Si Bujumbura – capitale du Burundi – a annoncé avant Pretoria son retrait de la CPI, il n’en reste pas moins que l’Afrique du Sud quittera certainement celle-ci avant le Burundi. Car, pour se retirer du Traité de Rome – le statut fondateur de la CPI – un État doit d’abord en informer officiellement le secrétaire général de l’ONU.

Une fois l’information reçue, le retrait du pays en question prend officiellement effet un an plus tard. Or, les Nations Unies ont reçu le courrier officiel de Pretoria mercredi 19 octobre, tandis que le Burundi n’a toujours pas envoyé la sienne. Malgré tout, l’annonce officielle du Burundi à l’ONU ne devrait pas tarder dans la mesure où, il y a maintenant deux semaines, son Parlement a voté en faveur du retrait de la CPI. Une décision qu’a confirmée par décret Pierre Nkurunziza, le Président burundais, mardi 18 octobre.

Le courrier de l’Afrique du Sud, écrit de la main de la chef de la diplomatie, Maïté Nkoana-Mashabane, explique les raisons officielles de cette décision : « La République d’Afrique du Sud a conclu que ses obligations au regard de la résolution pacifique des conflits étaient parfois incompatibles avec l’interprétation donnée par la Cour pénale internationale ».
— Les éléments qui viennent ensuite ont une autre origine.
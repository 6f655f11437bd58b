//! Client handle to a running store.
//!
//! [`Store`] is a cheap, cloneable sender. Every method enqueues one request
//! and waits for its reply, so calls from one handle are applied in the
//! order they were made.

use crate::adapter::Adapter;
use crate::config::StoreConfig;
use crate::error::{NoInteger, StoreError};
use crate::storage::derive::{Fallback, GetAndUpdate};
use crate::storage::request::{Reply, Request};
use crate::storage::runtime;
use crate::term::Term;
use std::collections::BTreeMap;
use std::fmt;
use std::sync::Arc;
use std::time::Duration;
use tokio::sync::{mpsc, oneshot};

/// Handle to a store runtime.
///
/// The runtime stops once [`Store::shutdown`] is called or every handle
/// has been dropped.
#[derive(Clone)]
pub struct Store {
    name: Arc<str>,
    tx: mpsc::UnboundedSender<Request>,
    call_timeout: Option<Duration>,
}

impl fmt::Debug for Store {
    fn fmt(&self, f: &mut fmt::Formatter<'_>) -> fmt::Result {
        f.debug_struct("Store")
            .field("name", &self.name)
            .field("closed", &self.is_closed())
            .finish()
    }
}

impl Store {
    /// Sets up the backend and spawns the store task.
    ///
    /// Must be called from within a tokio runtime. Adapter setup and seeding
    /// run before this returns; a failure in either is reported as
    /// [`StoreError::Init`] and nothing is left running.
    pub fn start<A: Adapter>(
        adapter: A,
        options: A::Options,
        config: StoreConfig,
    ) -> Result<Store, StoreError> {
        runtime::start(adapter, options, config)
    }

    pub(crate) fn new(
        name: Arc<str>,
        tx: mpsc::UnboundedSender<Request>,
        call_timeout: Option<Duration>,
    ) -> Self {
        Self {
            name,
            tx,
            call_timeout,
        }
    }

    pub fn name(&self) -> &str {
        &self.name
    }

    /// True once the store task has stopped accepting requests.
    pub fn is_closed(&self) -> bool {
        self.tx.is_closed()
    }

    /// A handle that does not keep the store alive.
    pub fn downgrade(&self) -> WeakStore {
        WeakStore {
            name: Arc::clone(&self.name),
            tx: self.tx.downgrade(),
            call_timeout: self.call_timeout,
        }
    }

    async fn call<T>(&self, make: impl FnOnce(Reply<T>) -> Request) -> Result<T, StoreError> {
        let (reply, rx) = oneshot::channel();
        self.tx.send(make(reply)).map_err(|_| StoreError::Closed)?;

        let outcome = match self.call_timeout {
            Some(limit) => tokio::time::timeout(limit, rx)
                .await
                .map_err(|_| StoreError::Timeout(limit))?,
            None => rx.await,
        };

        match outcome {
            Ok(result) => result,
            Err(_) if self.tx.is_closed() => Err(StoreError::Closed),
            Err(_) => Err(StoreError::Aborted),
        }
    }

    // ---- Mandatory operations ----

    pub async fn fetch(&self, key: impl Into<Term>) -> Result<Option<Term>, StoreError> {
        let key = key.into();
        self.call(|reply| Request::Fetch { key, reply }).await
    }

    /// Like [`fetch`](Self::fetch), but an absent key is `KeyNotFound`.
    pub async fn fetch_strict(&self, key: impl Into<Term>) -> Result<Term, StoreError> {
        let key = key.into();
        self.call(|reply| Request::FetchStrict { key, reply }).await
    }

    pub async fn put(&self, key: impl Into<Term>, value: impl Into<Term>) -> Result<(), StoreError> {
        let (key, value) = (key.into(), value.into());
        self.call(|reply| Request::Put { key, value, reply }).await
    }

    pub async fn delete(&self, key: impl Into<Term>) -> Result<(), StoreError> {
        let key = key.into();
        self.call(|reply| Request::Delete { key, reply }).await
    }

    // ---- Derived operations ----

    pub async fn get(&self, key: impl Into<Term>, default: impl Into<Term>) -> Result<Term, StoreError> {
        let (key, default) = (key.into(), Fallback::Value(default.into()));
        self.call(|reply| Request::Get { key, default, reply }).await
    }

    /// `default` only runs when the key is absent.
    pub async fn get_lazy<F>(&self, key: impl Into<Term>, default: F) -> Result<Term, StoreError>
    where
        F: FnOnce() -> Term + Send + 'static,
    {
        let (key, default) = (key.into(), Fallback::Lazy(Box::new(default)));
        self.call(|reply| Request::Get { key, default, reply }).await
    }

    /// Reads and rewrites a key in one step.
    ///
    /// `fun` sees the current value (`None` when absent) and either returns
    /// the reply plus the new value, or [`GetAndUpdate::Pop`] to delete the
    /// key and reply with its previous value.
    pub async fn get_and_update<F>(&self, key: impl Into<Term>, fun: F) -> Result<Term, StoreError>
    where
        F: FnOnce(Option<Term>) -> GetAndUpdate + Send + 'static,
    {
        let key = key.into();
        self.call(|reply| Request::GetAndUpdate {
            key,
            fun: Box::new(fun),
            strict: false,
            reply,
        })
        .await
    }

    /// Fails with `KeyNotFound` without calling `fun` when the key is absent.
    pub async fn get_and_update_strict<F>(
        &self,
        key: impl Into<Term>,
        fun: F,
    ) -> Result<Term, StoreError>
    where
        F: FnOnce(Term) -> GetAndUpdate + Send + 'static,
    {
        let key = key.into();
        self.call(|reply| Request::GetAndUpdate {
            key,
            fun: Box::new(move |current: Option<Term>| fun(current.unwrap_or_default())),
            strict: true,
            reply,
        })
        .await
    }

    /// Removes the key and returns its value, or `default` when absent.
    pub async fn pop(&self, key: impl Into<Term>, default: impl Into<Term>) -> Result<Term, StoreError> {
        let (key, default) = (key.into(), Fallback::Value(default.into()));
        self.call(|reply| Request::Pop { key, default, reply }).await
    }

    pub async fn pop_lazy<F>(&self, key: impl Into<Term>, default: F) -> Result<Term, StoreError>
    where
        F: FnOnce() -> Term + Send + 'static,
    {
        let (key, default) = (key.into(), Fallback::Lazy(Box::new(default)));
        self.call(|reply| Request::Pop { key, default, reply }).await
    }

    /// Stores `value` only if the key is absent.
    pub async fn put_new(&self, key: impl Into<Term>, value: impl Into<Term>) -> Result<(), StoreError> {
        let (key, value) = (key.into(), Fallback::Value(value.into()));
        self.call(|reply| Request::PutNew { key, value, reply }).await
    }

    pub async fn put_new_lazy<F>(&self, key: impl Into<Term>, value: F) -> Result<(), StoreError>
    where
        F: FnOnce() -> Term + Send + 'static,
    {
        let (key, value) = (key.into(), Fallback::Lazy(Box::new(value)));
        self.call(|reply| Request::PutNew { key, value, reply }).await
    }

    /// Overwrites the key only if it is present.
    pub async fn replace(&self, key: impl Into<Term>, value: impl Into<Term>) -> Result<(), StoreError> {
        let (key, value) = (key.into(), value.into());
        self.call(|reply| Request::Replace {
            key,
            value,
            strict: false,
            reply,
        })
        .await
    }

    pub async fn replace_strict(
        &self,
        key: impl Into<Term>,
        value: impl Into<Term>,
    ) -> Result<(), StoreError> {
        let (key, value) = (key.into(), value.into());
        self.call(|reply| Request::Replace {
            key,
            value,
            strict: true,
            reply,
        })
        .await
    }

    /// Applies `fun` to the current value, or stores `initial` when absent.
    pub async fn update<F>(
        &self,
        key: impl Into<Term>,
        initial: impl Into<Term>,
        fun: F,
    ) -> Result<(), StoreError>
    where
        F: FnOnce(Term) -> Term + Send + 'static,
    {
        let (key, initial) = (key.into(), Some(initial.into()));
        self.call(|reply| Request::Update {
            key,
            initial,
            fun: Box::new(fun),
            reply,
        })
        .await
    }

    pub async fn update_strict<F>(&self, key: impl Into<Term>, fun: F) -> Result<(), StoreError>
    where
        F: FnOnce(Term) -> Term + Send + 'static,
    {
        let key = key.into();
        self.call(|reply| Request::Update {
            key,
            initial: None,
            fun: Box::new(fun),
            reply,
        })
        .await
    }

    /// Deletes each key in order. Keys deleted before a failure stay deleted.
    pub async fn drop_keys<I>(&self, keys: I) -> Result<(), StoreError>
    where
        I: IntoIterator,
        I::Item: Into<Term>,
    {
        let keys = collect_keys(keys);
        self.call(|reply| Request::Drop { keys, reply }).await
    }

    /// The present keys among `keys`, with their values.
    pub async fn take<I>(&self, keys: I) -> Result<BTreeMap<Term, Term>, StoreError>
    where
        I: IntoIterator,
        I::Item: Into<Term>,
    {
        let keys = collect_keys(keys);
        self.call(|reply| Request::Take { keys, reply }).await
    }

    /// Like [`take`](Self::take), and deletes what it found.
    pub async fn split<I>(&self, keys: I) -> Result<BTreeMap<Term, Term>, StoreError>
    where
        I: IntoIterator,
        I::Item: Into<Term>,
    {
        let keys = collect_keys(keys);
        self.call(|reply| Request::Split { keys, reply }).await
    }

    /// Adds `amount` to an integer value, treating an absent key as 0.
    ///
    /// A non-integer value is reported as [`NoInteger`] and left as it is.
    pub async fn bump(
        &self,
        key: impl Into<Term>,
        amount: i64,
    ) -> Result<Result<i64, NoInteger>, StoreError> {
        let key = key.into();
        self.call(|reply| Request::Bump { key, amount, reply }).await
    }

    /// Like [`bump`](Self::bump), but a non-integer value is an
    /// `Arithmetic` error.
    pub async fn bump_strict(&self, key: impl Into<Term>, amount: i64) -> Result<i64, StoreError> {
        self.bump(key, amount).await?.map_err(|e| {
            StoreError::Arithmetic(format!("value at {} is not an integer", e.key))
        })
    }

    pub async fn increment(
        &self,
        key: impl Into<Term>,
        by: i64,
    ) -> Result<Result<i64, NoInteger>, StoreError> {
        self.bump(key, by).await
    }

    pub async fn decrement(
        &self,
        key: impl Into<Term>,
        by: i64,
    ) -> Result<Result<i64, NoInteger>, StoreError> {
        let amount = by
            .checked_neg()
            .ok_or_else(|| StoreError::Arithmetic(format!("cannot decrement by {}", by)))?;
        self.bump(key, amount).await
    }

    // ---- Expiry ----

    /// Schedules the key for deletion after `ttl`, or after the store's
    /// default TTL when `ttl` is `None`.
    ///
    /// Returns `false`, and schedules nothing, when the key is absent.
    pub async fn expire(
        &self,
        key: impl Into<Term>,
        ttl: impl Into<Option<Duration>>,
    ) -> Result<bool, StoreError> {
        let (key, ttl) = (key.into(), ttl.into());
        self.call(|reply| Request::Expire { key, ttl, reply }).await
    }

    /// Cancels the key's pending deletion, if any.
    pub async fn persist(&self, key: impl Into<Term>) -> Result<(), StoreError> {
        let key = key.into();
        self.call(|reply| Request::Persist { key, reply }).await
    }

    pub async fn put_and_expire(
        &self,
        key: impl Into<Term>,
        value: impl Into<Term>,
        ttl: impl Into<Option<Duration>>,
    ) -> Result<(), StoreError> {
        let (key, value, ttl) = (key.into(), value.into(), ttl.into());
        self.call(|reply| Request::PutAndExpire {
            key,
            value,
            ttl,
            reply,
        })
        .await
    }

    // ---- Enumeration ----

    pub async fn is_enumerable(&self) -> Result<bool, StoreError> {
        self.call(|reply| Request::IsEnumerable { reply }).await
    }

    /// All entries ordered by key.
    pub async fn to_list(&self) -> Result<Vec<(Term, Term)>, StoreError> {
        self.call(|reply| Request::ToList { reply }).await
    }

    pub async fn keys(&self) -> Result<Vec<Term>, StoreError> {
        self.call(|reply| Request::Keys { reply }).await
    }

    pub async fn values(&self) -> Result<Vec<Term>, StoreError> {
        self.call(|reply| Request::Values { reply }).await
    }

    // ---- Lifecycle ----

    /// Stops the store and waits for the adapter teardown to finish.
    ///
    /// Requests queued behind the shutdown fail with `Closed`.
    pub async fn shutdown(&self) -> Result<(), StoreError> {
        self.call(|reply| Request::Shutdown { reply }).await
    }
}

fn collect_keys<I>(keys: I) -> Vec<Term>
where
    I: IntoIterator,
    I::Item: Into<Term>,
{
    keys.into_iter().map(Into::into).collect()
}

/// Non-owning handle to a store, see [`Store::downgrade`].
#[derive(Clone)]
pub struct WeakStore {
    name: Arc<str>,
    tx: mpsc::WeakUnboundedSender<Request>,
    call_timeout: Option<Duration>,
}

impl WeakStore {
    pub fn name(&self) -> &str {
        &self.name
    }

    /// A full handle, or `None` once every `Store` has been dropped.
    pub fn upgrade(&self) -> Option<Store> {
        self.tx
            .upgrade()
            .map(|tx| Store::new(Arc::clone(&self.name), tx, self.call_timeout))
    }
}

impl fmt::Debug for WeakStore {
    fn fmt(&self, f: &mut fmt::Formatter<'_>) -> fmt::Result {
        f.debug_struct("WeakStore").field("name", &self.name).finish()
    }
}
C’est un coup dur pour la CPI qui, depuis sa création en 2002, n’avait jamais vu d’État quitter le Statut de Rome, et ce malgré les nombreuses menaces de la part de certains pays africains de le faire. Mais ce qui est finalement plus inquiétant, c’est les raisons qui ont poussé ces deux États vers la sortie.

La CPI en voudrait-elle à l’Afrique ?

Comme de nombreux dirigeants africains, le gouvernement burundais estime que la CPI n’est qu’un outil politique manipulé par la communauté internationale pour « opprimer les pays africains ». Un argument que n’a pas hésité à reprendre Pretoria.

Ce sentiment s’explique facilement dans la mesure où parmi les dix enquêtes en cours, neuf concernent des représentants politiques africains. Une situation vivement critiquée par l’Union africaine (UA).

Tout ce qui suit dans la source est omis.